# [Records shown]
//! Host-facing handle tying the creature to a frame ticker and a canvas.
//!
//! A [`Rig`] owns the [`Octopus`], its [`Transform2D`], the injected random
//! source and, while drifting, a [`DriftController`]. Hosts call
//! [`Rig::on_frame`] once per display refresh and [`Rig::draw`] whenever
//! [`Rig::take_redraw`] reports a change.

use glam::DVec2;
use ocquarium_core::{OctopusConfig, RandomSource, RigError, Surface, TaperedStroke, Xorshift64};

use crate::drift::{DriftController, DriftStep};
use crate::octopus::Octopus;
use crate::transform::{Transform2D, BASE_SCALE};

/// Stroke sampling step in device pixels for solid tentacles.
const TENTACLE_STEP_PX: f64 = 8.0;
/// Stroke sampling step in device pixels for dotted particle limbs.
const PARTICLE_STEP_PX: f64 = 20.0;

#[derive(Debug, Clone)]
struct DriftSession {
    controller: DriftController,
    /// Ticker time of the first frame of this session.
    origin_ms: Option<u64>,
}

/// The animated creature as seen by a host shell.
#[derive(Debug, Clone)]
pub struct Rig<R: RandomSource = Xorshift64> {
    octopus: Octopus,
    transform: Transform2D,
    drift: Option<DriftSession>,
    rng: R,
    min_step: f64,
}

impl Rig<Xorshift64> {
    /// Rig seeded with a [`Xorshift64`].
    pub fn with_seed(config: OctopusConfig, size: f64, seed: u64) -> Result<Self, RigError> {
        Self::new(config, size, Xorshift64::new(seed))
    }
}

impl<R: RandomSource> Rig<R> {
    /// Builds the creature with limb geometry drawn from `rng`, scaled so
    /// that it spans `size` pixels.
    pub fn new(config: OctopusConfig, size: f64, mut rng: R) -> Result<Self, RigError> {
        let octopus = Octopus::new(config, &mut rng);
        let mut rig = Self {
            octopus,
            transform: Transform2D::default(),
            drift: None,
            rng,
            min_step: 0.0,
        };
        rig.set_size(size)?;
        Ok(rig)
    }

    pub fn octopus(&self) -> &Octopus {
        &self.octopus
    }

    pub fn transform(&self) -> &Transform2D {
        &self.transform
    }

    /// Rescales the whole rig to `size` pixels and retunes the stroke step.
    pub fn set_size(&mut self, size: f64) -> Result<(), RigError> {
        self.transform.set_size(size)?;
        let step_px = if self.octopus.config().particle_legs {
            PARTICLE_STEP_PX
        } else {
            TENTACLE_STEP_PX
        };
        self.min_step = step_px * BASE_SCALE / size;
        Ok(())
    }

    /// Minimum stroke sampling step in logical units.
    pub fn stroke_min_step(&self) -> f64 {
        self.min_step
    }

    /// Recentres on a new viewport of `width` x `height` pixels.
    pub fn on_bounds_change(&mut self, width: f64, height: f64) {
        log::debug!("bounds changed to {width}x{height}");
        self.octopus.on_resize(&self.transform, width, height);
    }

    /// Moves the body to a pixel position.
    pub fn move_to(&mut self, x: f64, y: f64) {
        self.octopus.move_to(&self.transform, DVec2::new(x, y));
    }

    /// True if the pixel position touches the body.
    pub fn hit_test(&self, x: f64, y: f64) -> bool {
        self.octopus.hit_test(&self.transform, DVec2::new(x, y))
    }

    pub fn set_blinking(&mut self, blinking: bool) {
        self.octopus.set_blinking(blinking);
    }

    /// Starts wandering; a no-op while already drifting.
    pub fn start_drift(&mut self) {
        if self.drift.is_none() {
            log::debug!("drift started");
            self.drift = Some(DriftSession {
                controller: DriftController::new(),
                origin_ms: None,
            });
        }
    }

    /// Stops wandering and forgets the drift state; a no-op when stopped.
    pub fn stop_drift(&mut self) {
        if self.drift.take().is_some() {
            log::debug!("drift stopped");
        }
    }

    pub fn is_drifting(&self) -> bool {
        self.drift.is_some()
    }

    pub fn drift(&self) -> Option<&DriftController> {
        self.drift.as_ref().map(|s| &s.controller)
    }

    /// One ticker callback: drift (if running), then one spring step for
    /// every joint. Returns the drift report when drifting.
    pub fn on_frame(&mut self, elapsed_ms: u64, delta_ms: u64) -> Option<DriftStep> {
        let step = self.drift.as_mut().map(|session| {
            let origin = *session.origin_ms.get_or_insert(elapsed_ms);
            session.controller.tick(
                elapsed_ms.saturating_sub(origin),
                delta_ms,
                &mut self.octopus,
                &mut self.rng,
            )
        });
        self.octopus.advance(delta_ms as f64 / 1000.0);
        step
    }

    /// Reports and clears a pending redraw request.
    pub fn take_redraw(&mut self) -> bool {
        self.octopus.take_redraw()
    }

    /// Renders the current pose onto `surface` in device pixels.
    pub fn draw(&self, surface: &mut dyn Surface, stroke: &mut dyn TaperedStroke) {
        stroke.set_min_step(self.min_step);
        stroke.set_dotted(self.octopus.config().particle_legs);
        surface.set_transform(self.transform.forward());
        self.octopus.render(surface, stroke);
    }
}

# [Your goal]
Exactly as written, reproduce the whole listing.

# [Exercise result]
//! Host-facing handle tying the creature to a frame ticker and a canvas.
//!
//! A [`Rig`] owns the [`Octopus`], its [`Transform2D`], the injected random
//! source and, while drifting, a [`DriftController`]. Hosts call
//! [`Rig::on_frame`] once per display refresh and [`Rig::draw`] whenever
//! [`Rig::take_redraw`] reports a change.

use glam::DVec2;
use ocquarium_core::{OctopusConfig, RandomSource, RigError, Surface, TaperedStroke, Xorshift64};

use crate::drift::{DriftController, DriftStep};
use crate::octopus::Octopus;
use crate::transform::{Transform2D, BASE_SCALE};

/// Stroke sampling step in device pixels for solid tentacles.
const TENTACLE_STEP_PX: f64 = 8.0;
/// Stroke sampling step in device pixels for dotted particle limbs.
const PARTICLE_STEP_PX: f64 = 20.0;

#[derive(Debug, Clone)]
struct DriftSession {
    controller: DriftController,
    /// Ticker time of the first frame of this session.
    origin_ms: Option<u64>,
}

/// The animated creature as seen by a host shell.
#[derive(Debug, Clone)]
pub struct Rig<R: RandomSource = Xorshift64> {
    octopus: Octopus,
    transform: Transform2D,
    drift: Option<DriftSession>,
    rng: R,
    min_step: f64,
}

impl Rig<Xorshift64> {
    /// Rig seeded with a [`Xorshift64`].
    pub fn with_seed(config: OctopusConfig, size: f64, seed: u64) -> Result<Self, RigError> {
        Self::new(config, size, Xorshift64::new(seed))
    }
}

impl<R: RandomSource> Rig<R> {
    /// Builds the creature with limb geometry drawn from `rng`, scaled so
    /// that it spans `size` pixels.
    pub fn new(config: OctopusConfig, size: f64, mut rng: R) -> Result<Self, RigError> {
        let octopus = Octopus::new(config, &mut rng);
        let mut rig = Self {
            octopus,
            transform: Transform2D::default(),
            drift: None,
            rng,
            min_step: 0.0,
        };
        rig.set_size(size)?;
        Ok(rig)
    }

    pub fn octopus(&self) -> &Octopus {
        &self.octopus
    }

    pub fn transform(&self) -> &Transform2D {
        &self.transform
    }

    /// Rescales the whole rig to `size` pixels and retunes the stroke step.
    pub fn set_size(&mut self, size: f64) -> Result<(), RigError> {
        self.transform.set_size(size)?;
        let step_px = if self.octopus.config().particle_legs {
            PARTICLE_STEP_PX
        } else {
            TENTACLE_STEP_PX
        };
        self.min_step = step_px * BASE_SCALE / size;
        Ok(())
    }

    /// Minimum stroke sampling step in logical units.
    pub fn stroke_min_step(&self) -> f64 {
        self.min_step
    }

    /// Recentres on a new viewport of `width` x `height` pixels.
    pub fn on_bounds_change(&mut self, width: f64, height: f64) {
        log::debug!("bounds changed to {width}x{height}");
        self.octopus.on_resize(&self.transform, width, height);
    }

    /// Moves the body to a pixel position.
    pub fn move_to(&mut self, x: f64, y: f64) {
        self.octopus.move_to(&self.transform, DVec2::new(x, y));
    }

    /// True if the pixel position touches the body.
    pub fn hit_test(&self, x: f64, y: f64) -> bool {
        self.octopus.hit_test(&self.transform, DVec2::new(x, y))
    }

    pub fn set_blinking(&mut self, blinking: bool) {
        self.octopus.set_blinking(blinking);
    }

    /// Starts wandering; a no-op while already drifting.
    pub fn start_drift(&mut self) {
        if self.drift.is_none() {
            log::debug!("drift started");
            self.drift = Some(DriftSession {
                controller: DriftController::new(),
                origin_ms: None,
            });
        }
    }

    /// Stops wandering and forgets the drift state; a no-op when stopped.
    pub fn stop_drift(&mut self) {
        if self.drift.take().is_some() {
            log::debug!("drift stopped");
        }
    }

    pub fn is_drifting(&self) -> bool {
        self.drift.is_some()
    }

    pub fn drift(&self) -> Option<&DriftController> {
        self.drift.as_ref().map(|s| &s.controller)
    }

    /// One ticker callback: drift (if running), then one spring step for
    /// every joint. Returns the drift report when drifting.
    pub fn on_frame(&mut self, elapsed_ms: u64, delta_ms: u64) -> Option<DriftStep> {
        let step = self.drift.as_mut().map(|session| {
            let origin = *session.origin_ms.get_or_insert(elapsed_ms);
            session.controller.tick(
                elapsed_ms.saturating_sub(origin),
                delta_ms,
                &mut self.octopus,
                &mut self.rng,
            )
        });
        self.octopus.advance(delta_ms as f64 / 1000.0);
        step
    }

    /// Reports and clears a pending redraw request.
    pub fn take_redraw(&mut self) -> bool {
        self.octopus.take_redraw()
    }

    /// Renders the current pose onto `surface` in device pixels.
    pub fn draw(&self, surface: &mut dyn Surface, stroke: &mut dyn TaperedStroke) {
        stroke.set_min_step(self.min_step);
        stroke.set_dotted(self.octopus.config().particle_legs);
        surface.set_transform(self.transform.forward());
        self.octopus.render(surface, stroke);
    }
}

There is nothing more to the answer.